Con Chavez scomparso, e il popolo venezuelano ferito e disperato, gente come il criminale di guerra, e inviato di recente nomina in Venezuela, Elliott Abrams, vedono l'opportunità di vincere una vittoria importante nella loro interminabile lotta contro il socialismo da un lato, e la Russia petro-capitalista dall’altro. E se riescono anche a dare un colpo alla Cina, privandola di un mercato di esportazione significativo e di un punto di appoggio diplomatico nell'emisfero occidentale, tanto meglio.
 
In definitiva, siamo di fronte alla classica Dottrina Monroe dagli Stati Uniti, anche se nelle condizioni del XXI secolo. Con un consolidato fronte di destra già costituito, con Duque (e il suo ex presidente fantoccio Alvaro Uribe) in Colombia, Macri in Argentina, e Bolsonaro in Brasile, Washington vede il Venezuela come forse l'ultimo domino da far cadere in Sud America (Bolivia nonostante).

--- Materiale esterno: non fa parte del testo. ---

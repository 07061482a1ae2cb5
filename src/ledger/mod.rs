//! Ledger access: keypairs, addresses, transfer signing and the JSON-RPC client.
//!
//! The dispatcher only sees the [`LedgerClient`] trait so that tests can swap in
//! a scripted ledger; [`RpcLedgerClient`] is the network implementation.

pub mod address;
pub mod keypair;
pub mod rpc;
pub mod transaction;

use async_trait::async_trait;
use std::fmt;

pub use address::Address;
pub use keypair::Keypair;
pub use rpc::RpcLedgerClient;

/// Number of lamports in one SOL.
pub const LAMPORTS_PER_SOL: u64 = 1_000_000_000;

/// An ed25519 transaction signature; its base58 form identifies the transaction.
#[derive(Clone, Copy, PartialEq, Eq)]
pub struct Signature([u8; 64]);

impl Signature {
    pub fn from_bytes(bytes: [u8; 64]) -> Self {
        Self(bytes)
    }

    pub fn as_bytes(&self) -> &[u8; 64] {
        &self.0
    }
}

impl fmt::Display for Signature {
    fn fmt(&self, f: &mut fmt::Formatter<'_>) -> fmt::Result {
        f.write_str(&bs58::encode(self.0).into_string())
    }
}

impl fmt::Debug for Signature {
    fn fmt(&self, f: &mut fmt::Formatter<'_>) -> fmt::Result {
        write!(f, "Signature({self})")
    }
}

/// Formats a lamport amount as SOL with full precision.
pub fn format_sol(lamports: u64) -> String {
    let whole = lamports / LAMPORTS_PER_SOL;
    let fraction = lamports % LAMPORTS_PER_SOL;
    if fraction == 0 {
        return whole.to_string();
    }
    let fraction = format!("{fraction:09}");
    format!("{whole}.{}", fraction.trim_end_matches('0'))
}

/// Error talking to the ledger.
#[derive(Debug, thiserror::Error)]
pub enum LedgerError {
    #[error("ledger RPC unreachable: {0}")]
    Network(String),
    #[error("ledger RPC returned HTTP {status}: {body}")]
    Status { status: u16, body: String },
    #[error("ledger RPC error {code}: {message}")]
    Rpc { code: i64, message: String },
    #[error("unexpected ledger RPC response: {0}")]
    MalformedResponse(String),
}

/// Error submitting a transfer, split by whether the ledger may have seen it.
#[derive(Debug, thiserror::Error)]
pub enum TransferError {
    /// Failed before submission, or the ledger answered with a definite rejection.
    #[error(transparent)]
    NotSubmitted(LedgerError),
    /// `sendTransaction` went out but its outcome is unknown; the transaction
    /// may still land under `signature`.
    #[error("{source} (transaction {signature} may still land)")]
    Unconfirmed {
        signature: Signature,
        source: LedgerError,
    },
}

impl TransferError {
    /// The signature of a transaction that may have reached the ledger.
    pub fn signature(&self) -> Option<Signature> {
        match self {
            Self::NotSubmitted(_) => None,
            Self::Unconfirmed { signature, .. } => Some(*signature),
        }
    }
}

/// Submits transfers and reads balances.
#[async_trait]
pub trait LedgerClient: Send + Sync {
    /// Returns the balance of `address` in lamports.
    async fn balance(&self, address: &Address) -> Result<u64, LedgerError>;

    /// Signs and submits a transfer, returning its signature once accepted.
    ///
    /// # Errors
    /// - [`TransferError::NotSubmitted`] if the transfer can safely be retried
    /// - [`TransferError::Unconfirmed`] if it may already have been accepted
    async fn transfer(
        &self,
        payer: &Keypair,
        recipient: &Address,
        lamports: u64,
    ) -> Result<Signature, TransferError>;
}

#[cfg(test)]
mod tests {
    use super::*;

    #[test]
    fn test_format_sol() {
        assert_eq!(format_sol(0), "0");
        assert_eq!(format_sol(LAMPORTS_PER_SOL), "1");
        assert_eq!(format_sol(1_500_000_000), "1.5");
        assert_eq!(format_sol(1), "0.000000001");
    }
}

E con la sua fine, la regione tornerà ad essere il cortile degli USA.
 
Sfortunatamente per l'Impero, ho visto coi miei occhi la Rivoluzione Bolivariana, e l’impegno dei poveri e della classe operaia verso gli ideali della visione di Chavez e del socialismo fin dall’inizio. Queste persone, a milioni, non resteranno a guardare semplicemente gli Stati Uniti prendersi tutto quello che hanno conquistato negli venti anni. Non resteranno a braccia incrociate a fare la parte della vittima.
 
Se Trump pensa che prenderà il Venezuela senza una lotta sanguinosa, è ancora più stupido di quanto pensassimo.